Collected data entries -

* * * * *

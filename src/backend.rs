//! Per-instance pipeline lifecycle and synchronous dispatch.
//!
//! A backend starts [`PipelineState::Uninitialized`].  The first build
//! allocates the binding layout, compiles the kernel with its
//! specialization payload and moves to [`PipelineState::Built`]; later
//! builds are no-ops.  A creation failure moves the backend to
//! [`PipelineState::Failed`] and every later call is refused, since GPU
//! object creation failures are not transient.

use std::sync::Arc;

use crate::config::DeviceLimits;
use crate::device::{ComputeDevice, KernelBlob};
use crate::error::{DispatchError, Result};
use crate::payload::{PushPayload, SpecializationPayload};

pub struct BuiltPipeline<D: ComputeDevice> {
    layout: D::Layout,
    pipeline: D::Pipeline,
    payload: SpecializationPayload,
}

pub enum PipelineState<D: ComputeDevice> {
    Uninitialized,
    Built(BuiltPipeline<D>),
    Failed,
}

/// Observable summary of [`PipelineState`].
#[derive(Debug, Clone, Copy, PartialEq, Eq)]
pub enum PipelineStatus {
    Uninitialized,
    Built,
    Failed,
}

pub struct DispatchBackend<D: ComputeDevice> {
    device: Arc<D>,
    label: String,
    operand_count: usize,
    state: PipelineState<D>,
}

impl<D: ComputeDevice> DispatchBackend<D> {
    pub fn new(device: Arc<D>, label: impl Into<String>, operand_count: usize) -> Self {
        DispatchBackend {
            device,
            label: label.into(),
            operand_count,
            state: PipelineState::Uninitialized,
        }
    }

    pub fn status(&self) -> PipelineStatus {
        match self.state {
            PipelineState::Uninitialized => PipelineStatus::Uninitialized,
            PipelineState::Built(_) => PipelineStatus::Built,
            PipelineState::Failed => PipelineStatus::Failed,
        }
    }

    pub fn label(&self) -> &str {
        &self.label
    }

    pub fn limits(&self) -> DeviceLimits {
        self.device.limits()
    }

    pub fn buffer_len(&self, buffer: &D::Buffer) -> usize {
        self.device.buffer_len(buffer)
    }

    /// Payload the pipeline was specialised with, once built.
    pub fn payload(&self) -> Option<&SpecializationPayload> {
        match &self.state {
            PipelineState::Built(built) => Some(&built.payload),
            _ => None,
        }
    }

    /// Build the pipeline unless it already exists.  Returns `true` when
    /// this call performed the build.
    pub fn ensure_built(
        &mut self,
        kernel: &KernelBlob,
        payload: impl FnOnce() -> SpecializationPayload,
    ) -> Result<bool> {
        match self.state {
            PipelineState::Built(_) => return Ok(false),
            PipelineState::Failed => return Err(DispatchError::Poisoned(self.label.clone())),
            PipelineState::Uninitialized => {}
        }

        let payload = payload();
        match self.build(kernel, &payload) {
            Ok((layout, pipeline)) => {
                log::debug!(
                    "{}: built pipeline from '{}' ({} bytes) with payload {:?}",
                    self.label,
                    kernel.label,
                    kernel.len(),
                    payload.fields()
                );
                self.state = PipelineState::Built(BuiltPipeline {
                    layout,
                    pipeline,
                    payload,
                });
                Ok(true)
            }
            Err(e) => {
                log::error!("{}: pipeline creation failed: {e}", self.label);
                self.state = PipelineState::Failed;
                Err(e)
            }
        }
    }

    fn build(
        &self,
        kernel: &KernelBlob,
        payload: &SpecializationPayload,
    ) -> Result<(D::Layout, D::Pipeline)> {
        let layout = self.device.create_layout(&self.label, self.operand_count)?;
        let pipeline = self.device.create_pipeline(&layout, kernel, payload)?;
        Ok((layout, pipeline))
    }

    fn built(&self) -> Result<&BuiltPipeline<D>> {
        match &self.state {
            PipelineState::Built(built) => Ok(built),
            PipelineState::Failed => Err(DispatchError::Poisoned(self.label.clone())),
            PipelineState::Uninitialized => Err(DispatchError::Refused(format!(
                "{}: pipeline used before it was built",
                self.label
            ))),
        }
    }

    /// Attach operand buffers to slots `0..operand_count`.
    pub fn bind(&self, buffers: &[&D::Buffer]) -> Result<D::Bindings> {
        let built = self.built()?;
        if buffers.len() != self.operand_count {
            return Err(DispatchError::Refused(format!(
                "{}: expected {} operand buffers, got {}",
                self.label,
                self.operand_count,
                buffers.len()
            )));
        }
        self.device.bind(&built.layout, buffers)
    }

    /// Submit one dispatch and block until it completes.  Group counts
    /// above the device ceiling are refused; callers partition instead.
    pub fn dispatch(&self, bindings: &D::Bindings, push: &PushPayload, groups: [u32; 3]) -> Result<()> {
        let built = self.built()?;
        let max = self.device.limits().max_groups_per_dimension;
        if groups.iter().any(|&g| g == 0 || g > max) {
            return Err(DispatchError::Refused(format!(
                "{}: group counts {groups:?} outside 1..={max}",
                self.label
            )));
        }
        log::trace!("{}: dispatch {groups:?} push {push:?}", self.label);
        self.device
            .submit_and_wait(&built.pipeline, bindings, push, groups)
    }
}

#[cfg(test)]
mod tests {
    use super::*;
    use crate::device::recording::{Event, RecordingDevice};
    use crate::error::ErrorKind;

    fn payload(n: u32) -> SpecializationPayload {
        SpecializationPayload {
            local_size: [1, 16, 1],
            n,
            ..Default::default()
        }
    }

    #[test]
    fn builds_exactly_once() {
        let device = Arc::new(RecordingDevice::default());
        let mut backend = DispatchBackend::new(device.clone(), "conv", 4);
        assert_eq!(backend.status(), PipelineStatus::Uninitialized);

        assert!(backend.ensure_built(&KernelBlob::conv2d(), || payload(4)).unwrap());
        for _ in 0..3 {
            let rebuilt = backend
                .ensure_built(&KernelBlob::conv2d(), || panic!("payload rebuilt"))
                .unwrap();
            assert!(!rebuilt);
        }
        assert_eq!(backend.status(), PipelineStatus::Built);
        assert_eq!(device.pipelines_built(), 1);
        assert_eq!(
            device.events.borrow()[0],
            Event::CreateLayout { operand_count: 4 }
        );
        assert_eq!(backend.payload().map(|p| p.n), Some(4));
    }

    #[test]
    fn creation_failure_poisons_the_instance() {
        let device = Arc::new(RecordingDevice::default());
        device.fail_pipeline.set(true);
        let mut backend = DispatchBackend::new(device.clone(), "conv", 4);

        let err = backend.ensure_built(&KernelBlob::conv2d(), || payload(1)).unwrap_err();
        assert_eq!(err.kind(), ErrorKind::ResourceCreation);
        assert_eq!(backend.status(), PipelineStatus::Failed);

        device.fail_pipeline.set(false);
        let err = backend.ensure_built(&KernelBlob::conv2d(), || payload(1)).unwrap_err();
        assert!(matches!(err, DispatchError::Poisoned(_)));
        assert_eq!(device.pipelines_built(), 0);
        assert!(backend.payload().is_none());
    }

    #[test]
    fn dispatch_requires_a_built_pipeline() {
        let device = Arc::new(RecordingDevice::default());
        let backend = DispatchBackend::new(device.clone(), "conv", 4);
        assert!(backend.bind(&[&0, &1, &2, &3]).is_err());
        assert!(device.events.borrow().is_empty());
    }

    #[test]
    fn oversized_groups_are_refused() {
        let limits = DeviceLimits {
            max_groups_per_dimension: 4,
            ..DeviceLimits::reference()
        };
        let device = Arc::new(RecordingDevice::with_limits(limits));
        let mut backend = DispatchBackend::new(device.clone(), "conv", 4);
        backend.ensure_built(&KernelBlob::conv2d(), || payload(1)).unwrap();
        let bindings = backend.bind(&[&0, &1, &2, &3]).unwrap();
        let push = PushPayload::default();

        assert!(backend.dispatch(&bindings, &push, [4, 4, 1]).is_ok());
        let err = backend.dispatch(&bindings, &push, [5, 1, 1]).unwrap_err();
        assert_eq!(err.kind(), ErrorKind::Execution);
        assert!(backend.dispatch(&bindings, &push, [1, 0, 1]).is_err());
        assert_eq!(device.submissions().len(), 1);
    }

    #[test]
    fn bind_checks_operand_count() {
        let device = Arc::new(RecordingDevice::default());
        let mut backend = DispatchBackend::new(device, "conv", 4);
        backend.ensure_built(&KernelBlob::conv2d(), || payload(1)).unwrap();
        assert!(matches!(backend.bind(&[&0, &1, &2]), Err(DispatchError::Refused(_))));
        assert!(backend.bind(&[&0, &1, &2, &3]).is_ok());
    }
}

* * * * *

WORK TASK - Find the word "enum" in the records. Copy every line it appears in.

SOLUTION TO THIS EXERCISE -
pub enum PipelineState<D: ComputeDevice> {
pub enum PipelineStatus {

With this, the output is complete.